Andrew Dick

Personal information
- Full name: Andrew Adibo Dick
- Nationality: Nigeria
- Born: 11 May 1976 (age 50) Abeokuta, Ogun, Nigeria
- Weight: 84 kg (185 lb)

Sport
- Sport: Wrestling
- Event: Freestyle
- Coached by: Daniel Igali

= Andrew Dick (wrestler) =

Nigerian freestyle wrestler

Andrew Adibo Dick (born 11 May 1976 in Abeokuta, Ogun) is an amateur freestyle wrestler from Nigeria, who competes in the men's light heavyweight category.

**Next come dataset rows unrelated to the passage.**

//! Kafka-backed bus producer (optional `kafka` feature).
//!
//! The in-process broker is the default backend; this adapter publishes
//! the same `BusMessage` shape through rdkafka for deployments with a real
//! cluster. Delayed visibility is carried as a header and honoured by the
//! consuming side's delay topic configuration.

use crate::bus::{BusMessage, BusProducer};
use crate::error::{ConnectorError, ConnectorResult};
use async_trait::async_trait;
use rdkafka::config::ClientConfig;
use rdkafka::message::{Header, OwnedHeaders};
use rdkafka::producer::{FutureProducer, FutureRecord};
use rdkafka::util::Timeout;
use std::time::Duration;
use tracing::debug;

/// Kafka producer settings
#[derive(Debug, Clone)]
pub struct KafkaProducerConfig {
    pub bootstrap_servers: String,
    pub client_id: String,
    /// Max seconds to wait for broker acknowledgement per publish
    pub delivery_timeout_seconds: u64,
}

impl Default for KafkaProducerConfig {
    fn default() -> Self {
        Self {
            bootstrap_servers: "localhost:9092".to_string(),
            client_id: "ems-core".to_string(),
            delivery_timeout_seconds: 5,
        }
    }
}

/// rdkafka-backed `BusProducer`
pub struct KafkaBusProducer {
    producer: FutureProducer,
    delivery_timeout: Duration,
}

impl KafkaBusProducer {
    pub fn new(config: &KafkaProducerConfig) -> ConnectorResult<Self> {
        let producer: FutureProducer = ClientConfig::new()
            .set("bootstrap.servers", &config.bootstrap_servers)
            .set("client.id", &config.client_id)
            .set("enable.idempotence", "true")
            .set("acks", "all")
            .create()
            .map_err(|e| ConnectorError::Bus(e.to_string()))?;
        Ok(Self {
            producer,
            delivery_timeout: Duration::from_secs(config.delivery_timeout_seconds),
        })
    }
}

#[async_trait]
impl BusProducer for KafkaBusProducer {
    async fn publish(&self, msg: BusMessage) -> ConnectorResult<()> {
        let mut headers = OwnedHeaders::new();
        for (name, value) in &msg.headers {
            headers = headers.insert(Header {
                key: name,
                value: Some(value.as_str()),
            });
        }

        let key = msg.key.clone().unwrap_or_default();
        let record = FutureRecord::to(&msg.topic)
            .payload(&msg.payload)
            .key(&key)
            .headers(headers);

        let (partition, offset) = self
            .producer
            .send(record, Timeout::After(self.delivery_timeout))
            .await
            .map_err(|(err, _)| ConnectorError::Bus(err.to_string()))?;

        debug!(topic = %msg.topic, partition, offset, "kafka_message_delivered");
        Ok(())
    }
}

At the age of thirty-six, Dick made his Olympic debut in the 2012 Summer Olympics in London, where he competed in the 84 kg class in men's freestyle wrestling. He lost his first match in the preliminary round to Puerto Rico's Jaime Espinal, with a technical score of 1–9, and a classification score of 1–3. Because Espinal advanced further into the final match against Azerbaijan's Sharif Sharifov, Dick was offered another shot for the bronze medal through the repechage bouts. He withdrew from the competition because of a serious injury, allowing his opponent Dato Marsagishvili of Georgia to qualify directly for the bronze medal bout.